We tend to define freedom based on what we think we lack. People who think they don’t have enough money think in terms of financial freedom. Yes, if only they had a million dollars or ten, all their problems would be solved. They would be free. People who live under oppressive regimes dream of political freedom. If only they could escape to a free country, they would be free. People who suffer from chronic pain dream of being pain-free. Freedom for them is a body that is free of pain and does their bidding. People who have serious relationship problems think that if only they could get out of the toxic relationship they are in, they would be free. There is no shortage of books that purport to tell you how to be financially free, politically free, gain a pain-free body, or whatever freedom may mean to you. Even if what they tell you works, the freedom you gain is almost never absolute. You may gain financial freedom, but you can also lose it. Or you may compromise your principles to please the person who has the power to make it happen. You may also pay dearly for it in terms of your health, or relationships. You can gain political freedom, but the country you run to may affect you negatively in other ways. Your chronic pain can go away, but there is no guarantee that it won’t return. Or something else can take its place. We have seen these things happen.
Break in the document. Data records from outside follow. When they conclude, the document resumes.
impl PoolSupervisor {
	pub fn new(
		config: SupervisorConfig,
		store: Arc<dyn CandidateStoreTrait>,
		client: Arc<dyn LedgerClient>,
	) -> Self {
		let capacity = config.pool_size + config.max_churn;
		Self {
			config,
			store,
			client,
			workers: Vec::with_capacity(capacity),
			next_worker_id: 0,
		}
	}

	pub fn config(&self) -> &SupervisorConfig {
		&self.config
	}

	/// Number of worker handles held
	pub fn live(&self) -> usize {
		self.workers.len()
	}

	pub fn workers(&self) -> &[WorkerHandle] {
		&self.workers
	}

	/// Launch the initial pool, drawing candidates with replacement
	pub async fn start(&mut self) -> SupervisorResult<usize> {
		let launched = self.fill(self.config.pool_size).await?;
		info!(
			"Started {} of {} path-find workers",
			launched, self.config.pool_size
		);
		Ok(launched)
	}

	/// One churn cycle with a batch size drawn from `[0, max_churn)`
	pub async fn run_cycle(&mut self) -> SupervisorResult<CycleReport> {
		let k = random_batch_size(self.config.max_churn);
		self.churn_cycle(k).await
	}

	/// Terminate and replace `k` random workers, then replace exited ones
	///
	/// `k` is clamped to the number of live workers.
	pub async fn churn_cycle(&mut self, k: usize) -> SupervisorResult<CycleReport> {
		let mut report = CycleReport::default();

		// The whole batch is gone before any replacement starts
		let k = k.min(self.workers.len());
		for index in pick_victims(self.workers.len(), k) {
			let worker = self.workers.swap_remove(index);
			debug!("Terminating worker {}", worker.id());
			worker.terminate();
		}
		report.churned = k;
		report.launched += self.fill(k).await?;

		let (exited, running): (Vec<_>, Vec<_>) = std::mem::take(&mut self.workers)
			.into_iter()
			.partition(WorkerHandle::is_finished);
		self.workers = running;
		report.exited = exited.len();
		for worker in exited {
			let key = worker.candidate().key();
			debug!(
				"Worker {} exited ({}), evicting route {}",
				worker.id(),
				worker
					.exit_reason()
					.map_or_else(|| "aborted".to_string(), |reason| reason.to_string()),
				key
			);
			if self.store.remove(&key).await? {
				report.evicted += 1;
			}
		}
		report.launched += self.fill(report.exited).await?;

		let missing = self.config.pool_size.saturating_sub(self.workers.len());
		report.launched += self.fill(missing).await?;

		report.live = self.workers.len();
		report.skipped = self.config.pool_size.saturating_sub(report.live);
		Ok(report)
	}

	/// Churn every `churn_interval` until `shutdown` resolves
	///
	/// Workers are terminated on return, including on error.
	pub async fn run_until<F>(&mut self, shutdown: F) -> SupervisorResult<()>
	where
		F: Future<Output = ()>,
	{
		tokio::pin!(shutdown);
		let result = loop {
			tokio::select! {
				_ = &mut shutdown => break Ok(()),
				_ = tokio::time::sleep(self.config.churn_interval) => {
					match self.run_cycle().await {
						Ok(report) => info!(
							churned = report.churned,
							exited = report.exited,
							evicted = report.evicted,
							launched = report.launched,
							live = report.live,
							"Churn cycle complete"
						),
						Err(e) => break Err(e),
					}
				}
			}
		};
		self.shutdown();
		result
	}

	/// Terminate every worker; returns how many were running
	pub fn shutdown(&mut self) -> usize {
		let count = self.workers.len();
		for worker in self.workers.drain(..) {
			worker.terminate();
		}
		if count > 0 {
			info!("Terminated {} path-find workers", count);
		}
		count
	}

	/// Launch up to `count` workers; stops at the first slot left empty
	async fn fill(&mut self, count: usize) -> SupervisorResult<usize> {
		for launched in 0..count {
			match self.draw_candidate().await? {
				Some(candidate) => self.launch(candidate),
				None => return Ok(launched),
			}
		}
		Ok(count)
	}

	/// Draw a candidate, applying the exhaustion policy on an empty registry
	async fn draw_candidate(&self) -> SupervisorResult<Option<PathCandidate>> {
		match self.store.draw_random().await {
			Ok(candidate) => return Ok(Some(candidate)),
			Err(RegistryError::Empty) => {},
			Err(e) => return Err(SupervisorError::Registry(e)),
		}

		match self.config.exhaustion_policy {
			ExhaustionPolicy::Skip => {
				warn!("Candidate registry is empty, leaving worker slot unfilled");
				Ok(None)
			},
			ExhaustionPolicy::Reseed => {
				warn!("Candidate registry is empty, reseeding {}", self.config.seed);
				self.store.upsert(self.config.seed.clone()).await?;
				Ok(Some(self.store.draw_random().await?))
			},
			ExhaustionPolicy::Halt => Err(SupervisorError::Exhausted),
		}
	}

	fn launch(&mut self, candidate: PathCandidate) {
		let id = self.next_worker_id;
		self.next_worker_id += 1;
		debug!("Launching worker {} for {}", id, candidate);
		self.workers.push(PathfindWorker::spawn(
			id,
			candidate,
			Arc::clone(&self.client),
			self.config.idle_wake,
		));
	}
}
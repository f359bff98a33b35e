//! Transaction observer feeding the candidate registry
//!
//! Every successful, not fully native payment on the `transactions` stream
//! becomes a candidate probing the same route with a slightly smaller
//! delivery and a slightly larger send-max budget.

use std::collections::BTreeMap;
use std::sync::Arc;

use churn_types::{
	CandidateKey, CandidateStoreTrait, ClientResult, Disqualification, LedgerClient,
	ObservedPayment, RegistryError, TransactionStream,
};
use futures::StreamExt;
use serde_json::Value;
use tokio::task::JoinHandle;
use tracing::{debug, info, warn};

/// Events between two debug-level counter summaries
const STATS_LOG_INTERVAL: u64 = 1_000;

/// Result of handling one transaction event
#[derive(Debug, Clone, PartialEq)]
pub enum ObservationOutcome {
	/// A candidate was stored under `key`
	Recorded { key: CandidateKey, replaced: bool },
	/// The event does not describe a usable payment
	Ignored(Disqualification),
	/// The registry refused the candidate
	StoreFailed(RegistryError),
}

/// Counters over all events seen by an observer
#[derive(Debug, Clone, Default, PartialEq, Eq)]
pub struct ObserverStats {
	pub events: u64,
	pub recorded: u64,
	pub replaced: u64,
	pub store_failures: u64,
	/// Ignored events per disqualification label
	pub ignored: BTreeMap<&'static str, u64>,
}

impl ObserverStats {
	pub fn ignored_total(&self) -> u64 {
		self.ignored.values().sum()
	}

	fn record(&mut self, outcome: &ObservationOutcome) {
		self.events += 1;
		match outcome {
			ObservationOutcome::Recorded { replaced, .. } => {
				self.recorded += 1;
				if *replaced {
					self.replaced += 1;
				}
			},
			ObservationOutcome::Ignored(reason) => {
				*self.ignored.entry(reason.label()).or_default() += 1;
			},
			ObservationOutcome::StoreFailed(_) => self.store_failures += 1,
		}
	}
}

/// Consumes transaction events and upserts derived candidates
pub struct TransactionObserver {
	store: Arc<dyn CandidateStoreTrait>,
	stats: ObserverStats,
}

impl TransactionObserver {
	pub fn new(store: Arc<dyn CandidateStoreTrait>) -> Self {
		Self {
			store,
			stats: ObserverStats::default(),
		}
	}

	pub fn stats(&self) -> &ObserverStats {
		&self.stats
	}

	/// Handle one raw stream event; never fails
	pub async fn on_transaction_event(&mut self, event: &Value) -> ObservationOutcome {
		let outcome = match ObservedPayment::parse(event).and_then(|p| p.to_candidate()) {
			Ok(candidate) => {
				let key = candidate.key();
				match self.store.upsert(candidate).await {
					Ok(replaced) => {
						debug!("Recorded candidate for route {}", key);
						ObservationOutcome::Recorded { key, replaced }
					},
					Err(e) => {
						warn!("Failed to record candidate for route {}: {}", key, e);
						ObservationOutcome::StoreFailed(e)
					},
				}
			},
			Err(reason) => {
				debug!("Ignoring transaction event: {}", reason);
				ObservationOutcome::Ignored(reason)
			},
		};

		self.stats.record(&outcome);
		if self.stats.events % STATS_LOG_INTERVAL == 0 {
			debug!(
				events = self.stats.events,
				recorded = self.stats.recorded,
				ignored = ?self.stats.ignored,
				"Transaction observer progress"
			);
		}
		outcome
	}

	/// Consume `events` until the stream ends
	pub async fn run(mut self, mut events: TransactionStream) -> ObserverStats {
		while let Some(event) = events.next().await {
			self.on_transaction_event(&event).await;
		}
		warn!(
			"Transaction stream ended after {} events ({} recorded, {} ignored)",
			self.stats.events,
			self.stats.recorded,
			self.stats.ignored_total()
		);
		self.stats
	}

	/// Subscribe to the transaction stream and observe it in the background
	///
	/// Only the initial subscription can fail; a later end of the stream
	/// finishes the task.
	pub async fn spawn(
		client: Arc<dyn LedgerClient>,
		store: Arc<dyn CandidateStoreTrait>,
	) -> ClientResult<JoinHandle<ObserverStats>> {
		let events = client.subscribe_transactions().await?;
		info!("Observing transactions through {}", client.id());
		Ok(tokio::spawn(Self::new(store).run(events)))
	}
}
“Wait a minute,” says the Stoic, “How can you possibly be free if you depend on others to grant freedom to you? How can you be free if, once you get you get your freedom, it can be taken away from you? How can you be free if gaining freedom in one area of your life means giving up freedom in another area of your life?”
Is the Stoic then saying that freedom is impossible? No, what the Stoic is saying is that the only real freedom is total freedom. Total freedom cannot depend on what others do or don’t do; total freedom is not partial. In fact, one of the major underlying themes of Stoicism is total freedom. The most vocal exponent of Stoic freedom, Epictetus, defined freedom this way:
You are free when you live as you wish; when you cannot be compelled, obstructed, or controlled; your choices cannot be blocked; when you get your desires fulfilled, and when you don’t face anything you want to avoid. (Epictetus, Discourses 4.1)
This kind of freedom is broader than any kind of freedom we can possibly conceive of. But is it really achievable? Epictetus, who firmly believed so, followed up his definition of freedom with a rhetorical question to emphasize this:
“Who wants to go through life, without knowing of how to achieve this?” (Epictetus, Discourses 4.1)
Freedom is my goal, and it is the reward I am working for. You ask me what freedom is. Freedom means not being a slave to any circumstance, to any constraint, to any chance. (Seneca, Moral Letters 51)
Marcus Aurelius encourages us to pursue our freedom:
You don’t have to give up your hopes of achieving freedom… (Marcus Aurelius, Meditations 7.67)
They didn’t need money to be free. As Epictetus challenged his students,
[I have] nothing but earth and sky, and one poor cloak. And what lack I yet? Am I not untouched by sorrow, by fear? Am I not free?” (Discourses iii, 22)
They didn’t need to be under a free regime. Seneca lived under a brutal emperor and yet he was free. Musonius Rufus was in exile three times. Yet he was free.
A free person is not one who is not sick, not in danger, not in exile, not in disgrace, not poor. A free person is one who may be sick, in danger, in exile, in disgrace, and poor yet is not bound by any of these.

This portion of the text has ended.